- EXERCISE GOAL -
Reproduce exactly the lines below from the one containing "assert!(cells.contains(&Position::new(3, 3)));" through the one containing "side used when nothing else is configured.", including both, and nothing else.
─── MATERIAL PROVIDED
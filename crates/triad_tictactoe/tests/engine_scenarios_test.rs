//! End-to-end scenarios through the public engine API.

use std::collections::BTreeSet;
use triad_tictactoe::{GameConfig, GameEngine, MoveOutcome, Outcome, Phase, Player, Position};

fn player(id: u32, symbol: char) -> Player {
    Player::new(id, format!("Player {id}"), symbol, "#000000")
}

fn engine_with(config: GameConfig, players: Vec<Player>) -> GameEngine {
    let mut engine = GameEngine::new(config);
    engine.set_players(players);
    engine
}

#[test]
fn test_single_player_completes_top_row() {
    let x = player(1, 'X');
    let mut engine = engine_with(GameConfig::new(3, 3), vec![x.clone()]);

    engine.make_move(0, 0);
    engine.make_move(0, 1);
    let outcome = engine.make_move(0, 2);

    let expected: BTreeSet<_> = [(0, 0), (0, 1), (0, 2)]
        .into_iter()
        .map(|(r, c)| Position::new(r, c))
        .collect();
    assert_eq!(
        outcome,
        MoveOutcome::Won {
            winner: x.clone(),
            cells: expected.clone()
        }
    );
    let state = engine.state();
    assert_eq!(state.winner().map(Player::id), Some(x.id()));
    assert_eq!(state.winning_cells(), &expected);
    assert!(state.game_over());
    assert_eq!(engine.outcome(), Some(Outcome::Winner(x)));
}

#[test]
fn test_full_board_without_line_is_draw() {
    let mut engine = engine_with(
        GameConfig::new(3, 3),
        vec![player(1, 'X'), player(2, 'O')],
    );
    // Final board: X O X / X O O / O X X
    let moves = [
        (0, 0), (0, 1), (0, 2), (1, 1), (1, 0),
        (1, 2), (2, 1), (2, 0), (2, 2),
    ];
    for (i, (row, col)) in moves.into_iter().enumerate() {
        let outcome = engine.make_move(row, col);
        if i < moves.len() - 1 {
            assert!(
                matches!(outcome, MoveOutcome::Continued { .. }),
                "move {i} ended the game early: {outcome:?}"
            );
        } else {
            assert_eq!(outcome, MoveOutcome::Draw);
        }
    }

    let state = engine.state();
    assert!(state.game_over());
    assert!(state.winner().is_none());
    assert!(state.winning_cells().is_empty());
    assert_eq!(engine.outcome(), Some(Outcome::Draw));
    assert_eq!(engine.phase(), Phase::Ended);
}

#[test]
fn test_board_size_clamped_to_range() {
    let mut engine = GameEngine::default();
    engine.change_board_size(15);
    assert_eq!(engine.config().board_size(), 12);
    assert_eq!(engine.state().board().total_cells(), 144);

    engine.change_board_size(1);
    assert_eq!(engine.config().board_size(), 3);
    assert_eq!(engine.config().win_condition(), 3);
}

#[test]
fn test_win_condition_clamped_and_board_reset() {
    let mut engine = engine_with(GameConfig::new(5, 4), vec![player(1, 'X')]);
    engine.make_move(2, 2);
    engine.make_move(3, 3);

    engine.change_win_condition(10);

    assert_eq!(engine.config().win_condition(), 5);
    assert_eq!(engine.state().move_count(), 0);
    assert_eq!(engine.state().board().occupied_count(), 0);
    assert!(!engine.state().game_over());
}

#[test]
fn test_negative_coordinates_ignored() {
    let mut engine = engine_with(GameConfig::new(3, 3), vec![player(1, 'X')]);
    let before = engine.state().clone();

    let outcome = engine.make_move(-1, 0);

    assert!(!outcome.is_applied());
    assert_eq!(engine.state(), &before);
}

#[test]
fn test_three_players_anti_diagonal_win_on_large_board() {
    let mut engine = engine_with(
        GameConfig::new(7, 4),
        vec![player(1, 'X'), player(2, 'O'), player(3, 'Δ')],
    );
    // Player 3 builds the anti-diagonal (0,6) (1,5) (2,4) (3,3).
    let rounds = [
        [(6, 0), (6, 1), (0, 6)],
        [(5, 0), (5, 2), (1, 5)],
        [(6, 3), (6, 5), (3, 3)],
        [(4, 0), (4, 1), (2, 4)],
    ];
    let mut last = MoveOutcome::Draw;
    for round in rounds {
        for (row, col) in round {
            last = engine.make_move(row, col);
        }
    }

    match last {
        MoveOutcome::Won { winner, cells } => {
            assert_eq!(winner.symbol(), 'Δ');
            assert_eq!(cells.len(), 4);
            assert!(cells.contains(&Position::new(0, 6)));
            assert!(cells.contains(&Position::new(3, 3)));
        }
        other => panic!("expected a win, got {other:?}"),
    }
    assert_eq!(engine.state().current_player_index(), 2);
}

#[test]
fn test_reset_after_win_allows_replay() {
    let mut engine = engine_with(GameConfig::new(3, 3), vec![player(1, 'X')]);
    for col in 0..3 {
        engine.make_move(1, col);
    }
    assert_eq!(engine.phase(), Phase::Ended);

    engine.reset_game();
    assert_eq!(engine.phase(), Phase::InProgress);
    assert!(engine.state().winner().is_none());
    assert!(engine.make_move(1, 1).is_applied());
}
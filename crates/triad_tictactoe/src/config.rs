//! Board size and win length, with clamping.

use serde::{Deserialize, Serialize};
use tracing::{debug, instrument};

/// Smallest supported board side.
pub const MIN_BOARD_SIZE: usize = 3;
/// Largest supported board side.
pub const MAX_BOARD_SIZE: usize = 12;
/// Shortest supported winning line.
pub const MIN_WIN_CONDITION: usize = 3;
/// Board side used when nothing else is configured.
pub const DEFAULT_BOARD_SIZE: usize = 5;
/// Win length used when nothing else is configured.
pub const DEFAULT_WIN_CONDITION: usize = 4;
/// Most players a game seats.
pub const MAX_PLAYERS: usize = 3;

/// Game configuration.
///
/// `win_condition <= board_size` always holds. Out-of-range requests are
/// clamped, never rejected.
#[derive(Debug, Clone, Copy, PartialEq, Eq, Hash, Serialize, Deserialize)]
pub struct GameConfig {
    board_size: usize,
    win_condition: usize,
}

impl GameConfig {
    /// Builds a configuration from raw requests, clamping both values.
    #[instrument]
    pub fn new(board_size: i64, win_condition: i64) -> Self {
        let board_size = clamp_board_size(board_size);
        Self {
            board_size,
            win_condition: clamp_win_condition(win_condition, board_size),
        }
    }

    /// Returns the board side length.
    pub fn board_size(&self) -> usize {
        self.board_size
    }

    /// Returns the number of marks in a row required to win.
    pub fn win_condition(&self) -> usize {
        self.win_condition
    }

    /// Returns the number of cells on the board.
    pub fn total_cells(&self) -> usize {
        self.board_size * self.board_size
    }

    /// Returns a configuration with a new board size.
    ///
    /// The win length is lowered to the new size if it no longer fits.
    #[instrument(skip(self), fields(current = self.board_size))]
    pub fn with_board_size(self, requested: i64) -> Self {
        let board_size = clamp_board_size(requested);
        let win_condition = self.win_condition.min(board_size);
        Self {
            board_size,
            win_condition,
        }
    }

    /// Returns a configuration with a new win length, clamped to `[3, board_size]`.
    #[instrument(skip(self), fields(board_size = self.board_size))]
    pub fn with_win_condition(self, requested: i64) -> Self {
        Self {
            board_size: self.board_size,
            win_condition: clamp_win_condition(requested, self.board_size),
        }
    }
}

impl Default for GameConfig {
    fn default() -> Self {
        Self {
            board_size: DEFAULT_BOARD_SIZE,
            win_condition: DEFAULT_WIN_CONDITION,
        }
    }
}

fn clamp_board_size(requested: i64) -> usize {
    let clamped = clamp_to(requested, MIN_BOARD_SIZE, MAX_BOARD_SIZE);
    if i64::try_from(clamped).ok() != Some(requested) {
        debug!(requested, clamped, "Board size clamped");
    }
    clamped
}

fn clamp_win_condition(requested: i64, board_size: usize) -> usize {
    let clamped = clamp_to(requested, MIN_WIN_CONDITION, board_size);
    if i64::try_from(clamped).ok() != Some(requested) {
        debug!(requested, clamped, "Win condition clamped");
    }
    clamped
}

fn clamp_to(requested: i64, min: usize, max: usize) -> usize {
    if requested <= 0 {
        return min;
    }
    usize::try_from(requested).map_or(max, |v| v.clamp(min, max))
}

#[cfg(test)]
mod tests {
    use super::*;

    #[test]
    fn test_default_is_five_by_five_connect_four() {
        let config = GameConfig::default();
        assert_eq!(config.board_size(), 5);
        assert_eq!(config.win_condition(), 4);
        assert_eq!(config.total_cells(), 25);
    }

    #[test]
    fn test_board_size_clamped() {
        for (requested, expected) in [(15, 12), (1, 3), (-4, 3), (0, 3), (7, 7), (i64::MAX, 12)] {
            let config = GameConfig::default().with_board_size(requested);
            assert_eq!(config.board_size(), expected, "requested {requested}");
            assert!(config.win_condition() <= config.board_size());
        }
    }

    #[test]
    fn test_shrinking_board_lowers_win_condition() {
        let config = GameConfig::new(8, 7).with_board_size(4);
        assert_eq!(config.board_size(), 4);
        assert_eq!(config.win_condition(), 4);
    }

    #[test]
    fn test_growing_board_keeps_win_condition() {
        let config = GameConfig::new(4, 4).with_board_size(10);
        assert_eq!(config.win_condition(), 4);
    }

    #[test]
    fn test_win_condition_clamped_to_board() {
        let config = GameConfig::new(5, 4);
        assert_eq!(config.with_win_condition(10).win_condition(), 5);
        assert_eq!(config.with_win_condition(2).win_condition(), 3);
        assert_eq!(config.with_win_condition(-1).win_condition(), 3);
    }

    #[test]
    fn test_new_clamps_both() {
        let config = GameConfig::new(20, 20);
        assert_eq!(config.board_size(), 12);
        assert_eq!(config.win_condition(), 12);
    }
}
//! Terminal front end for the triad tic-tac-toe engine.
//!
//! - [`config`]: `triad.toml` loading and CLI overrides
//! - [`controller`]: session ownership and the text command language
//! - [`cli`]: clap argument definitions

#![warn(missing_docs)]
#![forbid(unsafe_code)]

pub mod cli;
pub mod config;
pub mod controller;

pub use config::{ConfigError, TriadConfig};
pub use controller::{Command, CommandError, Controller, ControllerError, Flow, parse_moves};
──────
- RESPONSE AREA -
            assert!(cells.contains(&Position::new(3, 3)));
        }
        other => panic!("expected a win, got {other:?}"),
    }
    assert_eq!(engine.state().current_player_index(), 2);
}

#[test]
fn test_reset_after_win_allows_replay() {
    let mut engine = engine_with(GameConfig::new(3, 3), vec![player(1, 'X')]);
    for col in 0..3 {
        engine.make_move(1, col);
    }
    assert_eq!(engine.phase(), Phase::Ended);

    engine.reset_game();
    assert_eq!(engine.phase(), Phase::InProgress);
    assert!(engine.state().winner().is_none());
    assert!(engine.make_move(1, 1).is_applied());
}
filename crates/triad_tictactoe/src/config.rs
//! Board size and win length, with clamping.

use serde::{Deserialize, Serialize};
use tracing::{debug, instrument};

/// Smallest supported board side.
pub const MIN_BOARD_SIZE: usize = 3;
/// Largest supported board side.
pub const MAX_BOARD_SIZE: usize = 12;
/// Shortest supported winning line.
pub const MIN_WIN_CONDITION: usize = 3;
/// Board side used when nothing else is configured.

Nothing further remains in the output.